Saved entries
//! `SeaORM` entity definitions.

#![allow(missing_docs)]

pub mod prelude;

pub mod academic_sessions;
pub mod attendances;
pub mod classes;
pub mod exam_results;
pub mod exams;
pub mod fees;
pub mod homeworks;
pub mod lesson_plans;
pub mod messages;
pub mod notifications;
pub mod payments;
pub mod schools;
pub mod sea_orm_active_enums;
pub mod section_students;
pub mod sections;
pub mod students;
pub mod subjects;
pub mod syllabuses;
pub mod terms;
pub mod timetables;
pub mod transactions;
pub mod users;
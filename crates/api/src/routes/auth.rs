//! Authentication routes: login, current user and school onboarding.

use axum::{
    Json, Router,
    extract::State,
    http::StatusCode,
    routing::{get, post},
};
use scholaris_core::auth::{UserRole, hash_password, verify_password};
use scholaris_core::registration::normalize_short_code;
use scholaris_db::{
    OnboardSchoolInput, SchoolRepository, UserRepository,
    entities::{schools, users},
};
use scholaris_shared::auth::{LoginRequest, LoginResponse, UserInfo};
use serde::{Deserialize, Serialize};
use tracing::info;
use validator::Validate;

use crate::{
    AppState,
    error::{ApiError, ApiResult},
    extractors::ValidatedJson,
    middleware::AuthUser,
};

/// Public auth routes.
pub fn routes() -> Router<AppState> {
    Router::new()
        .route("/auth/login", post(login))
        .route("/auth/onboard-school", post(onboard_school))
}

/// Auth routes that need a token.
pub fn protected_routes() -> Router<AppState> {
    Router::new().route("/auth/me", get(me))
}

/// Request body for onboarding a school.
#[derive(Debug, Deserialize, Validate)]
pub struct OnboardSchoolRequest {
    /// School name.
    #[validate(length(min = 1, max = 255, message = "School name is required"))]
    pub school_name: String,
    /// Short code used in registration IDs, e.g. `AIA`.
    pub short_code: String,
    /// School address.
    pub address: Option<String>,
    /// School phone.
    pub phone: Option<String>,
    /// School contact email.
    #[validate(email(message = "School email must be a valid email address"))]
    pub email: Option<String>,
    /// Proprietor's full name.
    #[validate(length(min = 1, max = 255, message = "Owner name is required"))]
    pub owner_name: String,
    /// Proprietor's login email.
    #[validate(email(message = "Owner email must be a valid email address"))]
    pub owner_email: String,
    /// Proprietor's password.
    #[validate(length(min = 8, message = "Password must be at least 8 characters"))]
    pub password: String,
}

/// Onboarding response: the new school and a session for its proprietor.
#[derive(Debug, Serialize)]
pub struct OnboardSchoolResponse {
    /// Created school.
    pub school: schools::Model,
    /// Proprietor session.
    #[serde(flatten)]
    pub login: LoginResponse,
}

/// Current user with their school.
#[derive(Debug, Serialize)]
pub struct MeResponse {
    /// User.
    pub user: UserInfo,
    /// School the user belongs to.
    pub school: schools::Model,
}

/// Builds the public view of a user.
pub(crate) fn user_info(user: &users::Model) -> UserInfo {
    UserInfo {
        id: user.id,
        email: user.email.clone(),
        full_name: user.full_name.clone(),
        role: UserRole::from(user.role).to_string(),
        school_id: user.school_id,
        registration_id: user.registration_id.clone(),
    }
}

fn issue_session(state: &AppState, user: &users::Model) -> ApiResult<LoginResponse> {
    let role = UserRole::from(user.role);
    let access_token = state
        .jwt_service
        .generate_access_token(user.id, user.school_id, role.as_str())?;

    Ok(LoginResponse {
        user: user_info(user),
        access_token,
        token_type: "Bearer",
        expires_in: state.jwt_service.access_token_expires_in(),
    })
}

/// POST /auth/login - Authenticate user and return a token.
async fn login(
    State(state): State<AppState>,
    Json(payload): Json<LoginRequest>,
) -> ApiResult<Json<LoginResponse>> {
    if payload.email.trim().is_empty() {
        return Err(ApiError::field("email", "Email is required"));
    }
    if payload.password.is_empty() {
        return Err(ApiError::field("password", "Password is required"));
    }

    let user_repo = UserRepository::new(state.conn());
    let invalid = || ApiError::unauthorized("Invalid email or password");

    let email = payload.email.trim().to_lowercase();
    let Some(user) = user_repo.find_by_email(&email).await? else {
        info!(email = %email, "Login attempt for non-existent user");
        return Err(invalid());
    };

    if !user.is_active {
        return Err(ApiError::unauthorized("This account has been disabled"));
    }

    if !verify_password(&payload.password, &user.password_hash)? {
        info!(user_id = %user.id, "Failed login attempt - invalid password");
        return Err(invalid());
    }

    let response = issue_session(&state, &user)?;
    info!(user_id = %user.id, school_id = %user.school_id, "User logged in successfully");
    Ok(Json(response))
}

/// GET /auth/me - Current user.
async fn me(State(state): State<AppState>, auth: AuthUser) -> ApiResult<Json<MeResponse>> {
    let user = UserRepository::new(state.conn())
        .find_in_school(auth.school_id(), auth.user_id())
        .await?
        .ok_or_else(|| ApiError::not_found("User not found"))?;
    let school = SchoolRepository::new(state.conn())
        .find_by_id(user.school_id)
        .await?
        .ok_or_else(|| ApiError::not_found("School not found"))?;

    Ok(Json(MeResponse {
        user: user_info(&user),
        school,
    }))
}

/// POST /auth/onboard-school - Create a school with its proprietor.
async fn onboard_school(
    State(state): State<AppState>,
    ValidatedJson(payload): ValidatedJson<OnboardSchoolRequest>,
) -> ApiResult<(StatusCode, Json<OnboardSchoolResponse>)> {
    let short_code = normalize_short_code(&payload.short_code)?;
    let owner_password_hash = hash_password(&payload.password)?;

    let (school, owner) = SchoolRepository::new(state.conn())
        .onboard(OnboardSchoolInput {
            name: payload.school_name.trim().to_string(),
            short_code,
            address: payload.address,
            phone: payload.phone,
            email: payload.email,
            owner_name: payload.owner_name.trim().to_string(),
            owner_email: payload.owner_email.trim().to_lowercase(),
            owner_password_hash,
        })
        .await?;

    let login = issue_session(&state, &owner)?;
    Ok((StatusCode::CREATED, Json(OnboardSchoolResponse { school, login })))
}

**TASK PROMPT:** Exactly as they stand above, retype all of the records.

**EXPECTED ANSWER:**
//! `SeaORM` entity definitions.

#![allow(missing_docs)]

pub mod prelude;

pub mod academic_sessions;
pub mod attendances;
pub mod classes;
pub mod exam_results;
pub mod exams;
pub mod fees;
pub mod homeworks;
pub mod lesson_plans;
pub mod messages;
pub mod notifications;
pub mod payments;
pub mod schools;
pub mod sea_orm_active_enums;
pub mod section_students;
pub mod sections;
pub mod students;
pub mod subjects;
pub mod syllabuses;
pub mod terms;
pub mod timetables;
pub mod transactions;
pub mod users;
filename crates/api/src/routes/auth.rs
//! Authentication routes: login, current user and school onboarding.

use axum::{
    Json, Router,
    extract::State,
    http::StatusCode,
    routing::{get, post},
};
use scholaris_core::auth::{UserRole, hash_password, verify_password};
use scholaris_core::registration::normalize_short_code;
use scholaris_db::{
    OnboardSchoolInput, SchoolRepository, UserRepository,
    entities::{schools, users},
};
use scholaris_shared::auth::{LoginRequest, LoginResponse, UserInfo};
use serde::{Deserialize, Serialize};
use tracing::info;
use validator::Validate;

use crate::{
    AppState,
    error::{ApiError, ApiResult},
    extractors::ValidatedJson,
    middleware::AuthUser,
};

/// Public auth routes.
pub fn routes() -> Router<AppState> {
    Router::new()
        .route("/auth/login", post(login))
        .route("/auth/onboard-school", post(onboard_school))
}

/// Auth routes that need a token.
pub fn protected_routes() -> Router<AppState> {
    Router::new().route("/auth/me", get(me))
}

/// Request body for onboarding a school.
#[derive(Debug, Deserialize, Validate)]
pub struct OnboardSchoolRequest {
    /// School name.
    #[validate(length(min = 1, max = 255, message = "School name is required"))]
    pub school_name: String,
    /// Short code used in registration IDs, e.g. `AIA`.
    pub short_code: String,
    /// School address.
    pub address: Option<String>,
    /// School phone.
    pub phone: Option<String>,
    /// School contact email.
    #[validate(email(message = "School email must be a valid email address"))]
    pub email: Option<String>,
    /// Proprietor's full name.
    #[validate(length(min = 1, max = 255, message = "Owner name is required"))]
    pub owner_name: String,
    /// Proprietor's login email.
    #[validate(email(message = "Owner email must be a valid email address"))]
    pub owner_email: String,
    /// Proprietor's password.
    #[validate(length(min = 8, message = "Password must be at least 8 characters"))]
    pub password: String,
}

/// Onboarding response: the new school and a session for its proprietor.
#[derive(Debug, Serialize)]
pub struct OnboardSchoolResponse {
    /// Created school.
    pub school: schools::Model,
    /// Proprietor session.
    #[serde(flatten)]
    pub login: LoginResponse,
}

/// Current user with their school.
#[derive(Debug, Serialize)]
pub struct MeResponse {
    /// User.
    pub user: UserInfo,
    /// School the user belongs to.
    pub school: schools::Model,
}

/// Builds the public view of a user.
pub(crate) fn user_info(user: &users::Model) -> UserInfo {
    UserInfo {
        id: user.id,
        email: user.email.clone(),
        full_name: user.full_name.clone(),
        role: UserRole::from(user.role).to_string(),
        school_id: user.school_id,
        registration_id: user.registration_id.clone(),
    }
}

fn issue_session(state: &AppState, user: &users::Model) -> ApiResult<LoginResponse> {
    let role = UserRole::from(user.role);
    let access_token = state
        .jwt_service
        .generate_access_token(user.id, user.school_id, role.as_str())?;

    Ok(LoginResponse {
        user: user_info(user),
        access_token,
        token_type: "Bearer",
        expires_in: state.jwt_service.access_token_expires_in(),
    })
}

/// POST /auth/login - Authenticate user and return a token.
async fn login(
    State(state): State<AppState>,
    Json(payload): Json<LoginRequest>,
) -> ApiResult<Json<LoginResponse>> {
    if payload.email.trim().is_empty() {
        return Err(ApiError::field("email", "Email is required"));
    }
    if payload.password.is_empty() {
        return Err(ApiError::field("password", "Password is required"));
    }

    let user_repo = UserRepository::new(state.conn());
    let invalid = || ApiError::unauthorized("Invalid email or password");

    let email = payload.email.trim().to_lowercase();
    let Some(user) = user_repo.find_by_email(&email).await? else {
        info!(email = %email, "Login attempt for non-existent user");
        return Err(invalid());
    };

    if !user.is_active {
        return Err(ApiError::unauthorized("This account has been disabled"));
    }

    if !verify_password(&payload.password, &user.password_hash)? {
        info!(user_id = %user.id, "Failed login attempt - invalid password");
        return Err(invalid());
    }

    let response = issue_session(&state, &user)?;
    info!(user_id = %user.id, school_id = %user.school_id, "User logged in successfully");
    Ok(Json(response))
}

/// GET /auth/me - Current user.
async fn me(State(state): State<AppState>, auth: AuthUser) -> ApiResult<Json<MeResponse>> {
    let user = UserRepository::new(state.conn())
        .find_in_school(auth.school_id(), auth.user_id())
        .await?
        .ok_or_else(|| ApiError::not_found("User not found"))?;
    let school = SchoolRepository::new(state.conn())
        .find_by_id(user.school_id)
        .await?
        .ok_or_else(|| ApiError::not_found("School not found"))?;

    Ok(Json(MeResponse {
        user: user_info(&user),
        school,
    }))
}

/// POST /auth/onboard-school - Create a school with its proprietor.
async fn onboard_school(
    State(state): State<AppState>,
    ValidatedJson(payload): ValidatedJson<OnboardSchoolRequest>,
) -> ApiResult<(StatusCode, Json<OnboardSchoolResponse>)> {
    let short_code = normalize_short_code(&payload.short_code)?;
    let owner_password_hash = hash_password(&payload.password)?;

    let (school, owner) = SchoolRepository::new(state.conn())
        .onboard(OnboardSchoolInput {
            name: payload.school_name.trim().to_string(),
            short_code,
            address: payload.address,
            phone: payload.phone,
            email: payload.email,
            owner_name: payload.owner_name.trim().to_string(),
            owner_email: payload.owner_email.trim().to_lowercase(),
            owner_password_hash,
        })
        .await?;

    let login = issue_session(&state, &owner)?;
    Ok((StatusCode::CREATED, Json(OnboardSchoolResponse { school, login })))
}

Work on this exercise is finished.